What is it? Financial support includes grants, bursaries, scholarships and fee-waivers. When offered to prospective students, financial support is designed to help overcome the perceived or actual cost of applying and/or going to higher education (HE).
Evidence? There is a small but high-quality body of evidence that finds financial support can have a positive, albeit small, impact on HE participation. Some evidence also suggests it can encourage students to apply to courses with higher entry requirements or that are further from home. However, much of the existing research comes from the USA. More evidence is needed on the impact of financial support in a UK context, and particularly on support offered by individual HE providers as opposed to maintenance grants.
Should HE providers offer financial support to widen participation? Overall, the international evidence base suggests that providers should include financial support as part of their approach to boosting participation among students from low-income backgrounds. Most of the evidence relates to grants/bursaries/scholarships rather than fee-waivers. Financial support is likely to be most effective where:
- It is combined with a proactive campaign to help prospective students understand and access what is available to them.

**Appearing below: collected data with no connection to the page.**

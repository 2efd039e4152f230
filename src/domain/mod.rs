//! Execution domains
//!
//! A [`Domain`] groups causally related asynchronous operations under one
//! error destination. While a domain is enabled it observes every operation
//! the loop creates: operations created while the domain is current (or
//! triggered by an operation it already tracks) become its members, and the
//! domain is made current around each of their callbacks. Failures escaping
//! those callbacks are routed to the domain's `"error"` listeners by the
//! [`router`].
//!
//! ```no_run
//! use asyncdomain::domain::{router, Domain};
//! use asyncdomain::runtime::scheduler::EventLoop;
//!
//! router::install();
//! let event_loop = EventLoop::new();
//! let domain = Domain::create();
//! domain.on_error(|fault| eprintln!("caught: {fault}"));
//!
//! domain.run(|| {
//!     event_loop.set_timeout(10, || anyhow::bail!("boom"));
//! });
//! event_loop.run().unwrap();
//! ```

pub mod emitter;
pub mod fault;
pub mod router;
pub mod slot;
pub mod wrap;

pub use emitter::{Emitter, EmitterId, Listener, ERROR_EVENT};
pub use fault::{Annotations, CallbackId, Fault};
pub use slot::{current, is_current, DomainScope};
pub use wrap::{Bound, Intercepted};

use std::cell::RefCell;
use std::rc::{Rc, Weak};
use std::sync::atomic::{AtomicU64, Ordering};

use indexmap::IndexMap;
use tracing::{debug, trace, warn};

use crate::error::Result;
use crate::runtime::hooks::{self, AsyncHook, HookHandle};
use crate::runtime::registry;
use crate::runtime::scheduler::{OpId, OpKind};

static NEXT_DOMAIN_ID: AtomicU64 = AtomicU64::new(1);

/// Unique domain identifier.
#[derive(Debug, Clone, Copy, PartialEq, Eq, PartialOrd, Ord, Hash)]
pub struct DomainId(u64);

impl DomainId {
    fn next() -> Self {
        DomainId(NEXT_DOMAIN_ID.fetch_add(1, Ordering::SeqCst))
    }

    /// Get the inner value.
    #[inline]
    pub fn value(&self) -> u64 {
        self.0
    }
}

impl std::fmt::Display for DomainId {
    fn fmt(
        &self,
        f: &mut std::fmt::Formatter<'_>,
    ) -> std::fmt::Result {
        write!(f, "Domain({})", self.0)
    }
}

/// An execution context. Cheap to clone; clones share state.
#[derive(Clone)]
pub struct Domain {
    inner: Rc<DomainInner>,
}

pub(crate) struct DomainInner {
    id: DomainId,
    /// Error capability. Its own attachment is this domain's parent.
    emitter: Emitter,
    /// Attached members, by emitter.
    members: RefCell<IndexMap<EmitterId, Emitter>>,
    /// Causality subscription while enabled.
    hook: RefCell<Option<HookHandle>>,
}

impl Drop for DomainInner {
    fn drop(&mut self) {
        drop(self.hook.get_mut().take());
        registry::prune_unobserved();
        trace!("{} dropped", self.id);
    }
}

impl Domain {
    /// Create a domain and subscribe it to the causality hooks.
    pub fn create() -> Self {
        let domain = Self::new();
        domain.enable();
        debug!("{} created", domain.id());
        domain
    }

    /// Create a domain without subscribing it.
    pub fn new() -> Self {
        Self {
            inner: Rc::new(DomainInner {
                id: DomainId::next(),
                emitter: Emitter::new(),
                members: RefCell::new(IndexMap::new()),
                hook: RefCell::new(None),
            }),
        }
    }

    pub(crate) fn from_inner(inner: Rc<DomainInner>) -> Self {
        Self { inner }
    }

    /// Domain ID.
    #[inline]
    pub fn id(&self) -> DomainId {
        self.inner.id
    }

    /// The domain's own error emitter.
    #[inline]
    pub fn emitter(&self) -> &Emitter {
        &self.inner.emitter
    }

    /// Whether the domain observes new operations.
    pub fn is_enabled(&self) -> bool {
        self.inner
            .hook
            .borrow()
            .as_ref()
            .is_some_and(HookHandle::is_enabled)
    }

    /// Subscribe to the causality hooks. Idempotent.
    pub fn enable(&self) {
        if self.is_enabled() {
            return;
        }
        let hook = hooks::create_hook(Rc::new(DomainHook {
            domain: Rc::downgrade(&self.inner),
        }));
        hook.enable();
        *self.inner.hook.borrow_mut() = Some(hook);
        trace!("{} enabled", self.id());
    }

    /// Unsubscribe from the causality hooks.
    ///
    /// Operations the domain tracked are released: they keep running, but no
    /// longer enter this domain.
    pub fn disable(&self) {
        let hook = self.inner.hook.borrow_mut().take();
        let Some(hook) = hook else {
            return;
        };
        drop(hook);

        // The hook will not see the `after` of a window it is currently in.
        let id = self.id();
        let executing = hooks::execution_async_id();
        let saved = registry::with(|r| {
            if r.is_tracked(id, executing) {
                r.take_saved_slot(executing)
            } else {
                None
            }
        });
        if let Some(previous) = saved {
            if slot::is_current(id) {
                let exited = slot::replace(previous);
                drop(exited);
            }
        }

        let released = registry::with(|r| r.release(id));
        trace!("{} disabled, released {} operations", id, released.len());
        drop(released);

        // Nothing left to keep the forest up to date.
        registry::prune_unobserved();
    }

    /// Make this domain current. Pair with [`exit`](Self::exit).
    ///
    /// Prefer [`scope`](Self::scope) or [`run`](Self::run), which cannot be
    /// left unpaired.
    pub fn enter(&self) {
        let previous = slot::replace(Some(self.clone()));
        drop(previous);
    }

    /// Clear the current domain.
    pub fn exit(&self) {
        let previous = slot::replace(None);
        drop(previous);
    }

    /// Make this domain current until the returned scope is dropped.
    pub fn scope(&self) -> DomainScope {
        DomainScope::enter(self)
    }

    /// Run `callback` synchronously with this domain current.
    ///
    /// Every operation the callback creates is tracked by this domain.
    pub fn run<R>(
        &self,
        callback: impl FnOnce() -> R,
    ) -> R {
        let _scope = self.scope();
        callback()
    }

    /// Wrap `callback` so it always runs with this domain current.
    pub fn bind<F>(
        &self,
        callback: F,
    ) -> Bound<F> {
        Bound::new(self.clone(), callback)
    }

    /// Wrap `callback` for error-first delivery.
    ///
    /// The wrapper takes a `Result`; an `Err` is emitted on this domain
    /// instead of reaching the callback.
    pub fn intercept<F>(
        &self,
        callback: F,
    ) -> Intercepted<F> {
        Intercepted::new(self.clone(), callback)
    }

    /// Attach `member`, so its unhandled errors reach this domain.
    ///
    /// No-op when already attached here. A member attached elsewhere is
    /// detached first. Attaching an emitter of a domain that this domain
    /// already descends from would create a cycle and is ignored.
    pub fn add(
        &self,
        member: &Emitter,
    ) {
        if member.is_attached_to(&self.inner) {
            return;
        }

        if self.would_cycle(member) {
            warn!("{} refuses {}: attachment cycle", self.id(), member.id());
            return;
        }

        if let Some(previous) = member.domain() {
            previous.remove(member);
        }

        member.set_domain(Rc::downgrade(&self.inner));
        self.inner
            .members
            .borrow_mut()
            .insert(member.id(), member.clone());
        debug!("{} added {}", self.id(), member.id());
    }

    /// Detach `member` if it is attached to this domain.
    pub fn remove(
        &self,
        member: &Emitter,
    ) {
        if !member.is_attached_to(&self.inner) {
            return;
        }
        member.set_domain(Weak::new());
        let removed = self.inner.members.borrow_mut().shift_remove(&member.id());
        drop(removed);
        debug!("{} removed {}", self.id(), member.id());
    }

    /// Attach another domain as a member.
    pub fn add_domain(
        &self,
        child: &Domain,
    ) {
        self.add(child.emitter());
    }

    /// Detach a member domain.
    pub fn remove_domain(
        &self,
        child: &Domain,
    ) {
        self.remove(child.emitter());
    }

    /// Whether attaching `member` would make this domain its own ancestor.
    fn would_cycle(
        &self,
        member: &Emitter,
    ) -> bool {
        if member.id() == self.emitter().id() {
            return true;
        }
        let mut ancestor = self.parent();
        while let Some(domain) = ancestor {
            if domain.emitter().id() == member.id() {
                return true;
            }
            ancestor = domain.parent();
        }
        false
    }

    /// The domain this domain is attached to.
    pub fn parent(&self) -> Option<Domain> {
        self.inner.emitter.domain()
    }

    /// Attached members, in attachment order.
    pub fn members(&self) -> Vec<Emitter> {
        self.inner.members.borrow().values().cloned().collect()
    }

    /// Operations currently tracked by this domain.
    pub fn tracked(&self) -> Vec<OpId> {
        registry::with(|r| r.tracked_by(self.id()))
    }

    /// Whether this domain tracks `op`.
    pub fn is_tracking(
        &self,
        op: OpId,
    ) -> bool {
        registry::with(|r| r.is_tracked(self.id(), op))
    }

    /// Register an error listener.
    pub fn on_error<F>(
        &self,
        listener: F,
    ) -> &Self
    where
        F: Fn(&Fault) + 'static,
    {
        self.inner.emitter.on_error(listener);
        self
    }

    /// Number of error listeners.
    pub fn listener_count(&self) -> usize {
        self.inner.emitter.listener_count(ERROR_EVENT)
    }

    /// Deliver `fault` to this domain's error listeners.
    ///
    /// Without listeners the fault goes to the parent domain, and fails with
    /// [`Error::UnhandledError`](crate::Error::UnhandledError) at the top.
    pub fn emit_error(
        &self,
        fault: Fault,
    ) -> Result<()> {
        self.inner.emitter.emit_error(fault)
    }
}

impl Default for Domain {
    fn default() -> Self {
        Self::create()
    }
}

impl PartialEq for Domain {
    fn eq(
        &self,
        other: &Self,
    ) -> bool {
        self.id() == other.id()
    }
}

impl Eq for Domain {}

impl std::fmt::Debug for Domain {
    fn fmt(
        &self,
        f: &mut std::fmt::Formatter<'_>,
    ) -> std::fmt::Result {
        f.debug_struct("Domain")
            .field("id", &self.id())
            .field("enabled", &self.is_enabled())
            .field("members", &self.inner.members.borrow().len())
            .finish()
    }
}

/// Causality subscription of one domain.
struct DomainHook {
    domain: Weak<DomainInner>,
}

impl DomainHook {
    fn domain(&self) -> Option<Domain> {
        self.domain.upgrade().map(Domain::from_inner)
    }
}

impl AsyncHook for DomainHook {
    fn init(
        &self,
        op: OpId,
        kind: OpKind,
        trigger: OpId,
    ) {
        if self.domain.strong_count() == 0 {
            return;
        }
        let ambient = slot::current();
        let owner = registry::with(|r| r.observe(op, kind, trigger, ambient.as_ref()));
        if let Some(owner) = owner {
            trace!("{} {} tracked by {} (trigger {})", kind, op, owner, trigger);
        }
    }

    fn before(
        &self,
        op: OpId,
    ) {
        let Some(domain) = self.domain() else {
            return;
        };
        if !registry::with(|r| r.is_tracked(domain.id(), op)) {
            return;
        }
        let id = domain.id();
        let previous = slot::replace(Some(domain));
        let displaced = registry::with(|r| r.save_slot(op, previous));
        drop(displaced);
        trace!("{} entered for {}", id, op);
    }

    fn after(
        &self,
        op: OpId,
    ) {
        let Some(domain) = self.domain() else {
            return;
        };
        if !registry::with(|r| r.is_tracked(domain.id(), op)) {
            return;
        }
        let previous = registry::with(|r| r.take_saved_slot(op)).flatten();
        if slot::is_current(domain.id()) {
            let exited = slot::replace(previous);
            drop(exited);
            trace!("{} exited after {}", domain.id(), op);
        }
    }

    fn destroy(
        &self,
        op: OpId,
    ) {
        if self.domain.strong_count() == 0 {
            return;
        }
        // Whichever domain hook runs first removes the node.
        let node = registry::try_with(|r| r.untrack(op)).flatten();
        if let Some(node) = node {
            trace!("{} {} left the registry", node.kind(), op);
        }
    }
}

- It is part of a broader programme of engagement with students – for more information, see multi-intervention outreach.
- It is need-based (i.e. based on financial background) rather than merit-based (i.e. based on prior attainment).
What is this intervention?
Financial support offered to prospective students aims to reduce the perceived and actual financial barriers to applying and attending HE. The advice on this page relates to:
- Grants/bursaries/scholarships – non-repayable monetary support.
- Fee-waivers – a reduction in HE course costs.
The aim of this support is to reduce the actual and/or perceived cost of HE.
This page focuses on support which is offered, or promoted to, students before they enter HE. Financial support can also be made available to students after they enter HE – for more information, see financial support (post-entry).
Financial support also sometimes forms part of broader programmes of engagement with students – for more information, see multi-intervention outreach.
What is the target group?
The advice on this page draws on evidence about financial support for prospective HE students from low-income backgrounds.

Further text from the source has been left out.